> **Data for review**:
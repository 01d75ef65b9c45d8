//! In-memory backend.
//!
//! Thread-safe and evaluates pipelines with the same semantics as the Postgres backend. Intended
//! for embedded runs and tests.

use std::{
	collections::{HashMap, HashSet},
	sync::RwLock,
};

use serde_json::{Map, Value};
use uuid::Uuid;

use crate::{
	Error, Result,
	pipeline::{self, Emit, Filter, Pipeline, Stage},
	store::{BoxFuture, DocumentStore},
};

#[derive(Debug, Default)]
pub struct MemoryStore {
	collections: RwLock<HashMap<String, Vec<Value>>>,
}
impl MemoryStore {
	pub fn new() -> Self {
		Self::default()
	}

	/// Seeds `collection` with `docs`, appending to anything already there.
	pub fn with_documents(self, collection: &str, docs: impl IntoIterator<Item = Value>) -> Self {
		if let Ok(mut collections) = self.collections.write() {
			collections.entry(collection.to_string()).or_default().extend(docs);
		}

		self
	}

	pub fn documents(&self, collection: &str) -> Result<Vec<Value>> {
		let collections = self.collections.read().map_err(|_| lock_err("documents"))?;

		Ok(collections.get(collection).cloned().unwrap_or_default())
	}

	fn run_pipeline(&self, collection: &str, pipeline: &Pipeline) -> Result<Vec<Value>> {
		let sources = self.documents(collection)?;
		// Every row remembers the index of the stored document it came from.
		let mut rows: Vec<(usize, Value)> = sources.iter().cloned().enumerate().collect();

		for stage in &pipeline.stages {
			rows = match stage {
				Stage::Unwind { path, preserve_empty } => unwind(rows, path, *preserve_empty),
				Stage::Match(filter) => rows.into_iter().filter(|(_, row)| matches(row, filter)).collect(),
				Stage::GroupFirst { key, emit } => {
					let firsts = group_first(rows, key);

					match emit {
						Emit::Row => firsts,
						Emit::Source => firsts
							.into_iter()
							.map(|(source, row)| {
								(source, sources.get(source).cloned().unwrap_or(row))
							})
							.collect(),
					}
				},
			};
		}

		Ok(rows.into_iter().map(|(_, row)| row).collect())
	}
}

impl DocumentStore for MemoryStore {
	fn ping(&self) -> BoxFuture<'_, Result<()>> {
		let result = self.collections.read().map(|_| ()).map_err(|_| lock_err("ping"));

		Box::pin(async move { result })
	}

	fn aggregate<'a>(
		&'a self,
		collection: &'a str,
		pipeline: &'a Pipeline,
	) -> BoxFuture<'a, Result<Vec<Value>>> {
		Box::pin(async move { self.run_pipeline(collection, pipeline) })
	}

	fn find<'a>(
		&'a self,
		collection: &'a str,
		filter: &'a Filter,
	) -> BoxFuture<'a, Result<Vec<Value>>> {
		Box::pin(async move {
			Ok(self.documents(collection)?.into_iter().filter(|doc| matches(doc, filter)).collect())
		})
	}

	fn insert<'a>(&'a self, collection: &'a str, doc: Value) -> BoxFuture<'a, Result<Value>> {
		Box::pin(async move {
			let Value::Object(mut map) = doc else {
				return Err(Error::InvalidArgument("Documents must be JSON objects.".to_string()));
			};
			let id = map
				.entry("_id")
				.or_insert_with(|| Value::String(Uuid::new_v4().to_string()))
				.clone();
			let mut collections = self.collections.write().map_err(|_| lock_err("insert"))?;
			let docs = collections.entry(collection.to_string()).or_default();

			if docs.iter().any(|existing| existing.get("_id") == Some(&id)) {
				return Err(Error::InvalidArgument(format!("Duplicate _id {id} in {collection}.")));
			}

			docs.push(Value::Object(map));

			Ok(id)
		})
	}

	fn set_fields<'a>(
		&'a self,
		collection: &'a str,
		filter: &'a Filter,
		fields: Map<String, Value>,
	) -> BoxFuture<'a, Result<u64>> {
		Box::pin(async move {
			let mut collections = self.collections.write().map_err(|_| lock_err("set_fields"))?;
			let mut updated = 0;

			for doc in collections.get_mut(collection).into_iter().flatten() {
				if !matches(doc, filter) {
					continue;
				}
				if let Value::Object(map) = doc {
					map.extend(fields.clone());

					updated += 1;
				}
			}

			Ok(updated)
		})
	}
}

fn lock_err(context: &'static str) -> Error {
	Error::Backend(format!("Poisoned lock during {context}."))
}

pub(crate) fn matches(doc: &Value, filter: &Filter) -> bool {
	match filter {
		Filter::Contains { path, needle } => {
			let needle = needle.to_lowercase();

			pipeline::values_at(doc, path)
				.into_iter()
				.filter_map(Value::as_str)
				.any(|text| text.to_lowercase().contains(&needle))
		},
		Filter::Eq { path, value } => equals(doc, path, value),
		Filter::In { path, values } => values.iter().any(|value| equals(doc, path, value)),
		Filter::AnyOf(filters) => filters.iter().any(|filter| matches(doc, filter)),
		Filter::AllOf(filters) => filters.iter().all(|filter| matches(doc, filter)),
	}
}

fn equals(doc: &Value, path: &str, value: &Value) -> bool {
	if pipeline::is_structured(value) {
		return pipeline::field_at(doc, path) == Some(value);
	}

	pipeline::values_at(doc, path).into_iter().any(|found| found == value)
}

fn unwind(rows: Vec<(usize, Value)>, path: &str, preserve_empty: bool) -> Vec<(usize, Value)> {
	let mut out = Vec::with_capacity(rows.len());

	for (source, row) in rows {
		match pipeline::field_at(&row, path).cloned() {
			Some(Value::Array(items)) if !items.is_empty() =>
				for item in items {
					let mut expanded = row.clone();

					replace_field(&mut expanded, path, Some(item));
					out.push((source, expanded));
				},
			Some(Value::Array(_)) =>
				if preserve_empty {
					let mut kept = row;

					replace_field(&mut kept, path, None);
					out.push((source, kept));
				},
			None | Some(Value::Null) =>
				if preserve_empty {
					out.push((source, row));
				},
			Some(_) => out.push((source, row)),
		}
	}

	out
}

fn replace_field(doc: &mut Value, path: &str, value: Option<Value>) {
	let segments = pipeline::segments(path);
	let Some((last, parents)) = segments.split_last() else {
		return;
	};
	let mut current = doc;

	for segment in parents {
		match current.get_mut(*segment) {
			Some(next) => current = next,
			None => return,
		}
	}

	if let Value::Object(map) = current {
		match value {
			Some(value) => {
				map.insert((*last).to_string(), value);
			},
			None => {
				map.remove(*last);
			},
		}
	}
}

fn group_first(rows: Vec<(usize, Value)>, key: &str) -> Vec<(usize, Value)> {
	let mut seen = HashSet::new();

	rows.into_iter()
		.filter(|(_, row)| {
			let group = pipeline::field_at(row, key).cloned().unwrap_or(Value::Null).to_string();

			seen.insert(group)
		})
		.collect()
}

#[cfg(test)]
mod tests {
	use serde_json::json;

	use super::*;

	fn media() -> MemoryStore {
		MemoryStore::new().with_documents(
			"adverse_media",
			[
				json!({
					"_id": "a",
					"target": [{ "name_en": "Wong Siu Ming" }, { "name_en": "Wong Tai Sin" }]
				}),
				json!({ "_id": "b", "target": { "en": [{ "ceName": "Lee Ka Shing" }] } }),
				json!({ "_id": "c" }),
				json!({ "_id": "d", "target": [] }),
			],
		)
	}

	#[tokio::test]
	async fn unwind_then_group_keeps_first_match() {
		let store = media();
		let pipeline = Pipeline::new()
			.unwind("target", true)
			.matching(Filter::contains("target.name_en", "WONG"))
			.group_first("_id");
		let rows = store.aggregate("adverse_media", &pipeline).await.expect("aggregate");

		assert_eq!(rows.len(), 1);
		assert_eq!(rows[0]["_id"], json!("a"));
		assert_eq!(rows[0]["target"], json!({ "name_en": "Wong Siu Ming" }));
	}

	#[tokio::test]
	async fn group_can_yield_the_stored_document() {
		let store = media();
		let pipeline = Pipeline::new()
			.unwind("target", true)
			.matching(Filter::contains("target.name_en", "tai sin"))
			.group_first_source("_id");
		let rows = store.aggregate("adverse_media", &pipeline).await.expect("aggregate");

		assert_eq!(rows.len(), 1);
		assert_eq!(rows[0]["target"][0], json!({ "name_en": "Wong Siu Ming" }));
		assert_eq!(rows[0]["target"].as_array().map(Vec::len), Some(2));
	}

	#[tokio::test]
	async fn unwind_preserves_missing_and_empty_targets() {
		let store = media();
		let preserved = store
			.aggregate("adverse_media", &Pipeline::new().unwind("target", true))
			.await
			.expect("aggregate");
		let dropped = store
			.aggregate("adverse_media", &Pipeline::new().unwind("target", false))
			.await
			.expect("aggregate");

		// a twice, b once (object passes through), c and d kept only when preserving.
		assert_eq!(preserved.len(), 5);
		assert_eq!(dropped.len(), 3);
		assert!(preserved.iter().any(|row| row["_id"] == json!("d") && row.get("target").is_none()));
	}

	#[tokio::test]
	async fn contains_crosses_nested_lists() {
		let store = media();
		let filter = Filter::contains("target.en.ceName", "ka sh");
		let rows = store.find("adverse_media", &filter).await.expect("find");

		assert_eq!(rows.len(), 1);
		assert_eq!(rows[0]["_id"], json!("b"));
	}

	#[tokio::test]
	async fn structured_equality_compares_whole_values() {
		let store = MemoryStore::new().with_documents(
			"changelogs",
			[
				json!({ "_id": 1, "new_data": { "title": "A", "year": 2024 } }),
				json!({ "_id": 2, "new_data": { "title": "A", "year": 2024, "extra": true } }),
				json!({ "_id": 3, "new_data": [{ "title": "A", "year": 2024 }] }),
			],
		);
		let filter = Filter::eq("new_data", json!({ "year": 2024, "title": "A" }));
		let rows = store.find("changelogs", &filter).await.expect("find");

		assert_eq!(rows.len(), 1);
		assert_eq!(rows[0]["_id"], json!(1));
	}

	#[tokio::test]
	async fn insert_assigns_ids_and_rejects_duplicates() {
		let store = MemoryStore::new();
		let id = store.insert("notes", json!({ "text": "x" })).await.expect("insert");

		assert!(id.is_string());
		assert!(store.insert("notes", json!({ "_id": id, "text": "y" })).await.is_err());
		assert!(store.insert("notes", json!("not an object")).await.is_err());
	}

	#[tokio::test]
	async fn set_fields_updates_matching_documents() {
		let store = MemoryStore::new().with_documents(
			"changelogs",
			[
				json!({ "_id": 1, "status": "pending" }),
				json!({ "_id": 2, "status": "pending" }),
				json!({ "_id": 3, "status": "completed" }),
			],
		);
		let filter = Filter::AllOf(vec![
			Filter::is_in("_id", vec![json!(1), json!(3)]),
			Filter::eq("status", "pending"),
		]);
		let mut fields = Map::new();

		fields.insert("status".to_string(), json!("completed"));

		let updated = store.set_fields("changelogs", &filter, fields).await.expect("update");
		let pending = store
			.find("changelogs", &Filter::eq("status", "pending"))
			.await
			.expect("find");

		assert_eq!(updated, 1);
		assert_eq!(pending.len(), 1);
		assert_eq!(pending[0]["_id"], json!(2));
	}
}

* * *

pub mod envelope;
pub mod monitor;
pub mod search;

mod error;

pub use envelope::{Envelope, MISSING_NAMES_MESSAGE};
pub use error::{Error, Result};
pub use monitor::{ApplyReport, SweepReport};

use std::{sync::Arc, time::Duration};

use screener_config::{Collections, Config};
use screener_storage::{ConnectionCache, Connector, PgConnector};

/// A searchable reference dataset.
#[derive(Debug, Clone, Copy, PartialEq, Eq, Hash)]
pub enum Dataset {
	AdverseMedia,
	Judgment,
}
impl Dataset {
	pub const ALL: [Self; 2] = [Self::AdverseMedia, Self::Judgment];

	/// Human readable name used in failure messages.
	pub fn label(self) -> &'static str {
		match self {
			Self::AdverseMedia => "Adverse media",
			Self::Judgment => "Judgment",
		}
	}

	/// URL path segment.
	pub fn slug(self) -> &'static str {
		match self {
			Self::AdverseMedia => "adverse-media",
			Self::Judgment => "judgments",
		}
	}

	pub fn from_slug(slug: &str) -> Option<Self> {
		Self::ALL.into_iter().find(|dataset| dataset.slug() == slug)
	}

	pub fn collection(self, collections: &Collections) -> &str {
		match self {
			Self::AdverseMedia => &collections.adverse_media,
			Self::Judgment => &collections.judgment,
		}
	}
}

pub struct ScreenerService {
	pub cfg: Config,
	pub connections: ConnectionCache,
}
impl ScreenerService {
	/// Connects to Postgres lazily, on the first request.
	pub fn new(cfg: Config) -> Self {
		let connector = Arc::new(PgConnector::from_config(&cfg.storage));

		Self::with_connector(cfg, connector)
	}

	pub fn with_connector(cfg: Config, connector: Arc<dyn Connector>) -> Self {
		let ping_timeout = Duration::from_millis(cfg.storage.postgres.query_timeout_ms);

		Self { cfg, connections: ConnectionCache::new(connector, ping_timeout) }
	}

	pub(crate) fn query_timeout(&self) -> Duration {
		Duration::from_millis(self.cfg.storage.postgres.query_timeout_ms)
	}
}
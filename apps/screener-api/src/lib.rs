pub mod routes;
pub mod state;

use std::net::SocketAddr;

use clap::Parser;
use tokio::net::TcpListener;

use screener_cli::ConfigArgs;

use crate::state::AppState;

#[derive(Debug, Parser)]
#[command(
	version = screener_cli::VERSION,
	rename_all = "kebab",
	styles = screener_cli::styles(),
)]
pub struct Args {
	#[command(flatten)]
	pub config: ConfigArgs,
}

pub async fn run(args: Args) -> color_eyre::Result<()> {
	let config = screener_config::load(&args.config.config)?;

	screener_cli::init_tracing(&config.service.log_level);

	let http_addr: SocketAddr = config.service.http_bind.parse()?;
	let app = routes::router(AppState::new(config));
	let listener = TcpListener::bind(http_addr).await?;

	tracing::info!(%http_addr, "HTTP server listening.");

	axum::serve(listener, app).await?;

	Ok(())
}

---

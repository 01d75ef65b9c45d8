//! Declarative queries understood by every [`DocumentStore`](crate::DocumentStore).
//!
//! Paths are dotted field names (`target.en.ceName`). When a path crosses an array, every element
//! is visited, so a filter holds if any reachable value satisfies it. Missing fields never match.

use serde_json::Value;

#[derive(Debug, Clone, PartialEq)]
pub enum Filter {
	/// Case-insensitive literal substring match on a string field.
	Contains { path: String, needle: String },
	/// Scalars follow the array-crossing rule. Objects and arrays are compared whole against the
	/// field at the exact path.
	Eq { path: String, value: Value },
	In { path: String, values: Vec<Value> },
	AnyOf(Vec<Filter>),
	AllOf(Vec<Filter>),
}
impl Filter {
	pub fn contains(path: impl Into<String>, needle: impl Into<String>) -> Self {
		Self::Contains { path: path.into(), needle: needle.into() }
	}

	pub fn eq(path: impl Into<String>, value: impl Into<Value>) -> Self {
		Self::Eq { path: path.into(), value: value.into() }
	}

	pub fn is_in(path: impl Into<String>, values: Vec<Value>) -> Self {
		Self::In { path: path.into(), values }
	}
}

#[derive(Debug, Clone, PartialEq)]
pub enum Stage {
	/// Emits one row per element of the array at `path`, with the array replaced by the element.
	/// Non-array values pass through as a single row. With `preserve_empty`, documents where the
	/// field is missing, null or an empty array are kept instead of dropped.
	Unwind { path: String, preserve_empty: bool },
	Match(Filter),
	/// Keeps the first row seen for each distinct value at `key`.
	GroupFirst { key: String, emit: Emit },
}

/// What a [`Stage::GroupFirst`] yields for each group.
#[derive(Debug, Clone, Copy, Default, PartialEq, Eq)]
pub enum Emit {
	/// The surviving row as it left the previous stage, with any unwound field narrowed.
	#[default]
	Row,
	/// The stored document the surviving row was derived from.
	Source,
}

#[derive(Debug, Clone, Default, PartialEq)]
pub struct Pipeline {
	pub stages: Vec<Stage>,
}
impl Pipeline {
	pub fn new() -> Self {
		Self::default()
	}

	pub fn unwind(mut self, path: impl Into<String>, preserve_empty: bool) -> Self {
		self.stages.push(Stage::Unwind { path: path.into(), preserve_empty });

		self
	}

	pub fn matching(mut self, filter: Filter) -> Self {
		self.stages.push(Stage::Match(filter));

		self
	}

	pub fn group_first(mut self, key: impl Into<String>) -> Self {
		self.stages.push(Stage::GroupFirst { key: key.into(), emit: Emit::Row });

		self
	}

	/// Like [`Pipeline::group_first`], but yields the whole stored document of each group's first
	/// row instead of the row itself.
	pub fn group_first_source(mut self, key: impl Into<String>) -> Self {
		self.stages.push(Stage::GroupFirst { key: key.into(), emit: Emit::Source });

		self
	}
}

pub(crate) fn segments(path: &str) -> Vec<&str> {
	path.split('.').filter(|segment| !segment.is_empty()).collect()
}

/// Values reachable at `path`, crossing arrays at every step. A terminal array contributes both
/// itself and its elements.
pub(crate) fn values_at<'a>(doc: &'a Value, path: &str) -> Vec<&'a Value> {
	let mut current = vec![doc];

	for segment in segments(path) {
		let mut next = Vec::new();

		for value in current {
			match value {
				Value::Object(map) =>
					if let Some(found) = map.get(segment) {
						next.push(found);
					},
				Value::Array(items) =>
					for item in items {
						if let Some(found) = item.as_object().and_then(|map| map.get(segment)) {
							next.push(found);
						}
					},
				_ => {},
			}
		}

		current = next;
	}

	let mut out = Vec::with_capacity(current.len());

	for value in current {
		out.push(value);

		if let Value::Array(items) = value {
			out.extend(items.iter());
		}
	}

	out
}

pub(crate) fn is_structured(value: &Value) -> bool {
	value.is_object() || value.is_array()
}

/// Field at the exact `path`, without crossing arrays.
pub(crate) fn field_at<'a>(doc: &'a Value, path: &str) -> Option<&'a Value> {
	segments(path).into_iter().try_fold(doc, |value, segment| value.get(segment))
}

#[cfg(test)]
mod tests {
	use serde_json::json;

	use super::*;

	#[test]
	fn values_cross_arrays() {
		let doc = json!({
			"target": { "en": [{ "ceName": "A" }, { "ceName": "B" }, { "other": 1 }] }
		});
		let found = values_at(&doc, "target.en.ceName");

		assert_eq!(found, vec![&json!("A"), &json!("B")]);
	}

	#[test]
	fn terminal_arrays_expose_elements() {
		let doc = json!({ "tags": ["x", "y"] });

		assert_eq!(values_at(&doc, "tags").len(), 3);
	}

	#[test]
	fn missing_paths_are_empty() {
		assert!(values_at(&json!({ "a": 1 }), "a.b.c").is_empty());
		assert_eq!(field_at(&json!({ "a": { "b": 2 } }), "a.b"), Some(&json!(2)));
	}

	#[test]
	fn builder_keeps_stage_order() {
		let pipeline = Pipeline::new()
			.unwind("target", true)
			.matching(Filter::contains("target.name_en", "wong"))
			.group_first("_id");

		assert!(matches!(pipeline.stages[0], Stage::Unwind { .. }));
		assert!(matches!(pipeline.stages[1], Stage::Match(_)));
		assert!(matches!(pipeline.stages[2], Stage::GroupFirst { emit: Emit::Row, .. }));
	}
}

> **What to produce**:
Look over the entries for "current", then copy every line that includes that string.

> **Written answer**:
	let mut current = doc;
		match current.get_mut(*segment) {
			Some(next) => current = next,
	if let Value::Object(map) = current {
	let mut current = vec![doc];
		for value in current {
		current = next;
	let mut out = Vec::with_capacity(current.len());
	for value in current {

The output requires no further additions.